Credit ratings organizations from five countries are launching a new global agency, touting it as an alternative to the Big Three agencies, which they say no longer meet the needs of the new globalized world.

In a statement on Tuesday, ARC Ratings said it would officially launch on Nov. 20 in London as a joint venture between CPR of Portugal, CARE Rating of India, GCR of South Africa, MARC of Malaysia and Brazil’s SR Rating.

The credit ratings business is dominated by Moody’s, Standard & Poor’s and Fitch, which together are estimated to control more than 90 percent of the market. The former two are based in the United States, while Fitch has dual headquarters in London and New York.

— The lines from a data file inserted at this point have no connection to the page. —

//! Who may change a resource.

use crate::domain::foundation::{DomainError, ErrorCode, OwnedByUser, UserId};
use crate::domain::user::SessionUser;

use super::Resource;

/// Edit and delete rights a viewer has on a resource.
#[derive(Debug, Clone, Copy, Default, PartialEq, Eq)]
pub struct ResourcePermissions {
    /// Only the author sees the edit control.
    pub can_edit: bool,
    /// The author and faculty may delete.
    pub can_delete: bool,
}

impl ResourcePermissions {
    /// Permissions of `viewer` on a resource authored by `author`.
    ///
    /// Anonymous viewers get no rights.
    pub fn for_viewer(author: Option<&UserId>, viewer: Option<&SessionUser>) -> Self {
        let Some(viewer) = viewer else {
            return Self::default();
        };
        let is_author = author == Some(&viewer.user_id);
        Self {
            can_edit: is_author,
            can_delete: is_author || viewer.role.moderates_resources(),
        }
    }
}

impl Resource {
    /// Author or faculty may modify (edit form, delete) this resource.
    pub fn can_be_modified_by(&self, user: &SessionUser) -> bool {
        self.is_owner(&user.user_id) || user.role.moderates_resources()
    }

    /// Like [`Resource::can_be_modified_by`] but as a `Forbidden` error.
    pub fn check_modifiable_by(&self, user: &SessionUser) -> Result<(), DomainError> {
        if self.can_be_modified_by(user) {
            return Ok(());
        }
        Err(
            DomainError::new(ErrorCode::Forbidden, "Not authorized")
                .with_detail("resource_id", self.id.to_string())
                .with_detail("requested_by", user.user_id.to_string()),
        )
    }
}

#[cfg(test)]
mod tests {
    use super::*;
    use crate::domain::foundation::BackendUser;
    use crate::domain::user::Role;

    fn viewer(id: &str, role: Role) -> SessionUser {
        let mut user = SessionUser::without_profile(&BackendUser {
            id: UserId::new(id).unwrap(),
            email: format!("{id}@campus.edu"),
        });
        user.role = role;
        user
    }

    fn author() -> UserId {
        UserId::new("author").unwrap()
    }

    #[test]
    fn anonymous_viewer_has_no_rights() {
        let perms = ResourcePermissions::for_viewer(Some(&author()), None);
        assert_eq!(perms, ResourcePermissions::default());
    }

    #[test]
    fn author_can_edit_and_delete() {
        let perms =
            ResourcePermissions::for_viewer(Some(&author()), Some(&viewer("author", Role::Student)));
        assert!(perms.can_edit);
        assert!(perms.can_delete);
    }

    #[test]
    fn faculty_can_delete_but_not_edit_others() {
        let perms =
            ResourcePermissions::for_viewer(Some(&author()), Some(&viewer("prof", Role::Faculty)));
        assert!(!perms.can_edit);
        assert!(perms.can_delete);
    }

    #[test]
    fn admin_has_no_moderation_rights_on_others() {
        let perms =
            ResourcePermissions::for_viewer(Some(&author()), Some(&viewer("root", Role::Admin)));
        assert!(!perms.can_edit);
        assert!(!perms.can_delete);
    }

    #[test]
    fn faculty_may_modify_any_resource() {
        let resource = Resource::new("Lab", "", "", Some(author())).unwrap();

        assert!(resource.can_be_modified_by(&viewer("prof", Role::Faculty)));
        assert!(resource.check_modifiable_by(&viewer("other", Role::Student)).is_err());
    }
}
//! PostgREST implementation of `ResourceRepository` (`tweets`).
//!
//! Multi-table writes go through the `create_resource_with_status` and
//! `delete_resource_cascade` database functions so they commit atomically.

use async_trait::async_trait;
use serde::Serialize;

use crate::domain::foundation::{DomainError, ErrorCode, ResourceId, UserId};
use crate::domain::resource::{Resource, ResourceDetails, StatusUpdate};
use crate::ports::ResourceRepository;

use super::client::eq;
use super::rows::{ResourceRow, StatusRow};
use super::SupabaseClient;

const TABLE: &str = "tweets";

#[derive(Debug, Serialize)]
struct CreateArgs {
    resource: ResourceRow,
    initial_status: Option<StatusRow>,
}

#[derive(Debug, Serialize)]
struct DeleteArgs {
    target_id: ResourceId,
}

#[derive(Debug, Serialize)]
struct DetailsPatch<'a> {
    name: &'a str,
    content: &'a str,
    image_url: &'a str,
}

/// `ResourceRepository` backed by Supabase tables.
#[derive(Debug, Clone)]
pub struct SupabaseResourceRepository {
    client: SupabaseClient,
}

impl SupabaseResourceRepository {
    pub fn new(client: SupabaseClient) -> Self {
        Self { client }
    }
}

#[async_trait]
impl ResourceRepository for SupabaseResourceRepository {
    async fn create(
        &self,
        resource: &Resource,
        initial_status: Option<&StatusUpdate>,
    ) -> Result<Resource, DomainError> {
        let args = CreateArgs {
            resource: ResourceRow::from(resource),
            initial_status: initial_status.map(StatusRow::from),
        };
        let row: ResourceRow = self.client.rpc("create_resource_with_status", &args).await?;
        Ok(row.into())
    }

    async fn find_by_id(&self, id: &ResourceId) -> Result<Option<Resource>, DomainError> {
        let rows: Vec<ResourceRow> = self
            .client
            .select(
                TABLE,
                &[("select", "*".into()), ("id", eq(id)), ("limit", "1".into())],
            )
            .await?;
        Ok(rows.into_iter().next().map(Resource::from))
    }

    async fn list_all(&self) -> Result<Vec<Resource>, DomainError> {
        let rows: Vec<ResourceRow> = self
            .client
            .select(
                TABLE,
                &[("select", "*".into()), ("order", "created_at.desc".into())],
            )
            .await?;
        Ok(rows.into_iter().map(Resource::from).collect())
    }

    async fn list_by_author(&self, author: &UserId) -> Result<Vec<Resource>, DomainError> {
        let rows: Vec<ResourceRow> = self
            .client
            .select(
                TABLE,
                &[
                    ("select", "*".into()),
                    ("author_id", eq(author)),
                    ("order", "created_at.desc".into()),
                ],
            )
            .await?;
        Ok(rows.into_iter().map(Resource::from).collect())
    }

    async fn update_details(
        &self,
        id: &ResourceId,
        details: &ResourceDetails,
    ) -> Result<(), DomainError> {
        let patch = DetailsPatch {
            name: &details.name,
            content: &details.content,
            image_url: &details.image_url,
        };
        let updated: Vec<ResourceRow> = self.client.update(TABLE, &[("id", eq(id))], &patch).await?;
        if updated.is_empty() {
            return Err(DomainError::new(ErrorCode::ResourceNotFound, "Resource not found")
                .with_detail("resource_id", id.to_string()));
        }
        Ok(())
    }

    async fn delete_cascade(&self, id: &ResourceId) -> Result<(), DomainError> {
        self.client
            .rpc_void("delete_resource_cascade", &DeleteArgs { target_id: *id })
            .await
    }
}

Ratings are a key part of the financial system as investors use them to judge how likely they are to get their money back, but the financial crisis has led to unease that the market is relying on them too much.

ARC said the dominance of the three amounted to an oligopoly of sorts—U.S. centric and prone to failures, as highlighted after the 2008 subprime crisis in the United States and the eurozone’s more recent problems.

“Working together, [the agencies] will provide ratings answers to the new multipolar world economy in direct competition with U.S.-centric agencies,” ARC said in the statement, adding that the new global agency’s ratings would be guided by a “multiperspective approach and local expertise.”

“An automatic center of gravity is replaced by a global cooperative approach to credit ratings,” ARC added in a paper posted on its website.

The chief ratings officer of ARC will be Uwe Bott, while Jose Pocas Esteves, currently at the Portuguese agency CPR, is to be CEO. The agency is registered with the European Securities and Markets Authority.